▶ _Dataset excerpts_

//! Directory layout and tunables for the draft workflow.
//!
//! ```text
//! <base_dir>/
//!   owned.dek
//!   drafts/<draft_name>/
//!     Session_<draft_name>_Deck*.txt    copied from downloads
//!     rentals.txt
//!     rented.dek
//!     <list>_trade_binder.dek
//! ```
//!
//! Every path is derived from a [`DraftConfig`] value.

use crate::error::{DraftError, Result};
use crate::names::CardAliases;
use crate::rentals::DEFAULT_RENTAL_CAP;
use serde::{Deserialize, Serialize};
use std::path::{Path, PathBuf};

pub const RENTALS_FILE: &str = "rentals.txt";
pub const RENTED_DEK_FILE: &str = "rented.dek";
pub const TRADE_BINDER_SUFFIX: &str = "_trade_binder";

#[derive(Debug, Clone, PartialEq, Serialize, Deserialize)]
#[serde(default)]
pub struct DraftConfig {
    pub base_dir: PathBuf,
    /// Parent of all draft directories; `<base_dir>/drafts` when unset
    pub drafts_dir: Option<PathBuf>,
    /// Owned collection; `<base_dir>/owned.dek` when unset
    pub owned_path: Option<PathBuf>,
    /// Where exported draft lists and rented .dek files are downloaded to
    pub downloads_dir: PathBuf,
    pub rental_cap: usize,
    /// Draft exports are named `<export_prefix><draft_name>_Deck*.txt`
    pub export_prefix: String,
    pub aliases: CardAliases,
}

impl Default for DraftConfig {
    fn default() -> Self {
        Self::for_base_dir(PathBuf::from("."))
    }
}

impl DraftConfig {
    /// Defaults rooted at `base_dir`
    pub fn for_base_dir(base_dir: impl Into<PathBuf>) -> Self {
        Self {
            base_dir: base_dir.into(),
            drafts_dir: None,
            owned_path: None,
            downloads_dir: default_downloads_dir(),
            rental_cap: DEFAULT_RENTAL_CAP,
            export_prefix: "Session_".to_string(),
            aliases: CardAliases::default(),
        }
    }

    /// Load a JSON config file; missing keys take their defaults
    pub fn load<P: AsRef<Path>>(path: P) -> Result<Self> {
        let path = path.as_ref();
        let content = std::fs::read_to_string(path).map_err(|e| DraftError::io(path, e))?;
        let config: Self = serde_json::from_str(&content).map_err(|source| DraftError::Config {
            path: path.to_path_buf(),
            source,
        })?;
        log::info!("Loaded configuration from {}", path.display());
        Ok(config)
    }

    /// Load `path` if given, else the user config file if it exists, else defaults
    pub fn load_or_default(path: Option<&Path>) -> Result<Self> {
        if let Some(path) = path {
            return Self::load(path);
        }
        match Self::user_config_path() {
            Some(path) if path.exists() => Self::load(path),
            _ => {
                log::debug!("No configuration file, using defaults");
                Ok(Self::default())
            }
        }
    }

    /// `<config_dir>/draft_binders/config.json`
    pub fn user_config_path() -> Option<PathBuf> {
        dirs::config_dir().map(|dir| dir.join("draft_binders").join("config.json"))
    }

    pub fn save<P: AsRef<Path>>(&self, path: P) -> Result<()> {
        let path = path.as_ref();
        if let Some(parent) = path.parent() {
            std::fs::create_dir_all(parent).map_err(|e| DraftError::io(parent, e))?;
        }
        let content = serde_json::to_string_pretty(self).map_err(|source| DraftError::Config {
            path: path.to_path_buf(),
            source,
        })?;
        std::fs::write(path, content).map_err(|e| DraftError::io(path, e))
    }

    pub fn drafts_dir(&self) -> PathBuf {
        match &self.drafts_dir {
            Some(dir) => self.base_dir.join(dir),
            None => self.base_dir.join("drafts"),
        }
    }

    pub fn owned_path(&self) -> PathBuf {
        match &self.owned_path {
            Some(path) => self.base_dir.join(path),
            None => self.base_dir.join("owned.dek"),
        }
    }

    pub fn draft_dir(&self, draft_name: &str) -> PathBuf {
        self.drafts_dir().join(draft_name)
    }

    pub fn rentals_path(&self, draft_name: &str) -> PathBuf {
        self.draft_dir(draft_name).join(RENTALS_FILE)
    }

    pub fn rented_dek_path(&self, draft_name: &str) -> PathBuf {
        self.draft_dir(draft_name).join(RENTED_DEK_FILE)
    }

    /// `<draft_dir>/<list_stem>_trade_binder.dek`
    pub fn trade_binder_path(&self, draft_name: &str, list_stem: &str) -> PathBuf {
        self.draft_dir(draft_name)
            .join(format!("{list_stem}{TRADE_BINDER_SUFFIX}.dek"))
    }

    /// File name prefix of this draft's exports, e.g. `Session_cube_Deck`
    pub fn export_pattern_prefix(&self, draft_name: &str) -> String {
        format!("{}{}_Deck", self.export_prefix, draft_name)
    }
}

fn default_downloads_dir() -> PathBuf {
    dirs::download_dir()
        .or_else(|| dirs::home_dir().map(|home| home.join("Downloads")))
        .unwrap_or_else(|| PathBuf::from("."))
}

#[cfg(test)]
mod tests {
    use super::*;
    use tempfile::TempDir;

    #[test]
    fn layout_is_rooted_at_base_dir() {
        let config = DraftConfig::for_base_dir("/data/mtgo");

        assert_eq!(config.owned_path(), PathBuf::from("/data/mtgo/owned.dek"));
        assert_eq!(config.draft_dir("cube"), PathBuf::from("/data/mtgo/drafts/cube"));
        assert_eq!(
            config.rentals_path("cube"),
            PathBuf::from("/data/mtgo/drafts/cube/rentals.txt")
        );
        assert_eq!(
            config.rented_dek_path("cube"),
            PathBuf::from("/data/mtgo/drafts/cube/rented.dek")
        );
        assert_eq!(
            config.trade_binder_path("cube", "Session_cube_Deck_1"),
            PathBuf::from("/data/mtgo/drafts/cube/Session_cube_Deck_1_trade_binder.dek")
        );
        assert_eq!(config.export_pattern_prefix("cube"), "Session_cube_Deck");
    }

    #[test]
    fn defaults() {
        let config = DraftConfig::default();
        assert_eq!(config.rental_cap, 100);
        assert_eq!(config.aliases.resolve("Fire"), "Fire // Ice");
    }

    #[test]
    fn relative_overrides_resolve_against_base_dir() {
        let mut config = DraftConfig::for_base_dir("/data/mtgo");
        config.drafts_dir = Some(PathBuf::from("sessions"));
        config.owned_path = Some(PathBuf::from("/elsewhere/collection.dek"));

        assert_eq!(config.draft_dir("cube"), PathBuf::from("/data/mtgo/sessions/cube"));
        assert_eq!(config.owned_path(), PathBuf::from("/elsewhere/collection.dek"));
    }

    #[test]
    fn partial_json_keeps_defaults() {
        let dir = TempDir::new().unwrap();
        let path = dir.path().join("config.json");
        std::fs::write(
            &path,
            r#"{"base_dir": "/data/mtgo", "rental_cap": 80, "aliases": {"Wear": "Wear // Tear"}}"#,
        )
        .unwrap();

        let config = DraftConfig::load(&path).unwrap();

        assert_eq!(config.rental_cap, 80);
        assert_eq!(config.owned_path(), PathBuf::from("/data/mtgo/owned.dek"));
        assert_eq!(config.aliases.resolve("Wear"), "Wear // Tear");
        // An explicit alias table replaces the built-in one.
        assert_eq!(config.aliases.resolve("Fire"), "Fire");
        assert_eq!(config.export_prefix, "Session_");
    }

    #[test]
    fn save_and_load_round_trip() {
        let dir = TempDir::new().unwrap();
        let path = dir.path().join("nested").join("config.json");
        let mut config = DraftConfig::for_base_dir(dir.path());
        config.rental_cap = 42;

        config.save(&path).unwrap();

        assert_eq!(DraftConfig::load(&path).unwrap(), config);
    }

    #[test]
    fn invalid_json_is_a_config_error() {
        let dir = TempDir::new().unwrap();
        let path = dir.path().join("config.json");
        std::fs::write(&path, "{ not json").unwrap();

        assert!(matches!(
            DraftConfig::load(&path),
            Err(DraftError::Config { .. })
        ));
    }

    #[test]
    fn explicit_path_must_exist() {
        let missing = Path::new("/this/config/does/not/exist.json");
        assert!(matches!(
            DraftConfig::load_or_default(Some(missing)),
            Err(DraftError::Io { .. })
        ));
    }
}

▶ _Problem description_
Please return each line of the data above in which the word "missing" occurs.

▶ _Output for this task_
    /// Load a JSON config file; missing keys take their defaults
        let missing = Path::new("/this/config/does/not/exist.json");
            DraftConfig::load_or_default(Some(missing)),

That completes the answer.